Pensar que las crisis del siglo XXI o del XXII las solucionarán los mercados tecnocráticos neoliberales y eficaces o los sistemas autoritarios centralistas con poderes verticales absolutos es volver a equivocar el diagnóstico, y equivocar un diagnóstico supone iniciar un tratamiento erróneo y unas intervenciones políticas arbitrarias. Nos esperan tiempos difíciles para la reflexión política. La interpretación de lo que está pasando no es un mero juego intelectual sino un compromiso de todos. Como dice Sousa de Santos en su última obra El fin del imperio cognitivo, «es imperioso que regresemos a la interpretación para poder reinterpretar el mundo antes de transformarlo».

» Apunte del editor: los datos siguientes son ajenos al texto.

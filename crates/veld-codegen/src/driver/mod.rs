//! The codegen driver: AST walk and machine-code emission.
//!
//! One [`emit_pass`] call produces the whole text stream for one pass:
//! entry shim, main frame, top-level statements, a patched jump over
//! the function block, every collected function, and the exit
//! sequence. Runtime helpers are appended separately (the `Helpers`
//! phase) into the page of slack the layout engine reserved after
//! text.
//!
//! The driver is ISA-agnostic: it programs against the [`Emitter`]
//! trait and records a relocation for every placeholder it causes.
//! Expression results land in the target's first floating-point return
//! register.

pub mod helpers;

use crate::error::{CompileError, CompileResult};
use crate::features::{Capability, FeatureTracker};
use crate::liveness::{self, loop_bound_name};
use crate::regalloc::{allocate, Allocation, Home};
use crate::reloc::RelocTable;
use crate::symbols::{DataSymbols, SymId};
use rustc_hash::FxHashMap;
use veld_asm::aarch64::A64;
use veld_asm::emit::{Frame, Patch};
use veld_asm::riscv64::Rv64;
use veld_asm::x86_64::X64;
use veld_asm::{CallConv, Cond, Emitter, Isa, Os, SectionBuffer, Target};
use veld_parser::ast::{BinOp, Expr, ExprKind, Program, Stmt, StmtKind, UnOp};

/// Internal label names for the runtime helpers.
pub const HELPER_PRINT_STR: &str = "veld.print_str";
pub const HELPER_PRINT_NUM: &str = "veld.print_num";
/// Writable scratch buffer used by decimal formatting.
pub const NUM_BUFFER: &str = "nbuf";
/// The external thread-runtime entry backing `@@` loops.
pub const PAR_RANGE_FN: &str = "veld_par_range";

/// How the program's exit status is produced.
#[derive(Debug, Clone, Copy, PartialEq, Eq)]
pub enum MainShape {
    /// `main` is a zero-parameter function never called explicitly:
    /// call it, exit with its return value.
    AutoCall,
    /// `main` is bound to a plain value: exit with that value.
    Value,
    /// No `main`: exit with the final top-level expression's value.
    LastExpr,
}

/// A top-level function (named lambda).
#[derive(Debug, Clone)]
pub struct Func {
    pub params: Vec<String>,
    pub body: Expr,
}

/// Everything collected before the first emission pass.
pub struct Collected {
    pub funcs: FxHashMap<String, Func>,
    pub func_order: Vec<String>,
    pub main_shape: MainShape,
    pub allocs: FxHashMap<String, Allocation>,
}

/// Collect functions, pick the main shape, and run the register
/// allocator for the top level and every function.
pub fn collect(program: &Program, cc: &CallConv) -> Collected {
    let mut funcs = FxHashMap::default();
    let mut func_order = Vec::new();
    let mut main_is_value = false;
    let mut calls_main = false;

    for stmt in &program.stmts {
        match &stmt.kind {
            StmtKind::Bind {
                name,
                value,
                mutable: false,
            } => {
                if let ExprKind::Lambda { params, body } = &value.kind {
                    funcs.insert(
                        name.clone(),
                        Func {
                            params: params.clone(),
                            body: (**body).clone(),
                        },
                    );
                    func_order.push(name.clone());
                } else if name == "main" {
                    main_is_value = true;
                }
            }
            StmtKind::Expr(e) => {
                if let ExprKind::Call { callee, .. } = &e.kind {
                    if callee.as_ident() == Some("main") {
                        calls_main = true;
                    }
                }
            }
            _ => {}
        }
    }

    let main_shape = if main_is_value {
        MainShape::Value
    } else if !calls_main
        && funcs
            .get("main")
            .map(|f| f.params.is_empty())
            .unwrap_or(false)
    {
        MainShape::AutoCall
    } else {
        MainShape::LastExpr
    };

    let mut allocs = FxHashMap::default();
    let mut top = liveness::scan_function(&[], &program.stmts);
    if main_shape == MainShape::Value {
        // The exit sequence reads `main` after every statement ran.
        if let Some(interval) = top.iter_mut().find(|i| i.name == "main") {
            interval.end = u32::MAX;
        }
    }
    allocs.insert(String::new(), allocate(top, cc));
    for name in &func_order {
        let f = &funcs[name];
        allocs.insert(
            name.clone(),
            allocate(liveness::scan_lambda(&f.params, &f.body), cc),
        );
    }

    Collected {
        funcs,
        func_order,
        main_shape,
        allocs,
    }
}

De esa reinterpretación que se haga depende la forma en la cual intervengamos en las próximas crisis climática, sanitarias, terroristas o económicas. Y ese poder de interpretar no podemos entregárselo solo a la clase política, o solo a los científicos, o solo a los expertos o solo a€ La tarea de vivir en la era del antropoceno es hacernos cargo de nuestra fragilidad extrayendo de ella el empoderamiento para crear una democracia más auténtica que acepte el riesgo y decida tomárselo en serio creando estructuras asamblearias híbridas y permanentes donde la política y la ciudadanía estén coordinadas y atentas a esas nuevas realidades. Todas y todos, desde nuestra diversidad, habitamos en un mismo barco, vulnerable y a merced de las tempestades. Desde el capitán hasta el marinero recién llegado tienen la capacidad de resistir y de llegar a buen puerto. Sin victorias optimistas. Las tempestades siempre ganan pero la inteligencia social y política puede sortearlas. Es la hora de profundizar en esa «democracia del conocimiento» que, si se articula con seriedad y participación de todas, salvará vidas y evitará injusticias sociales.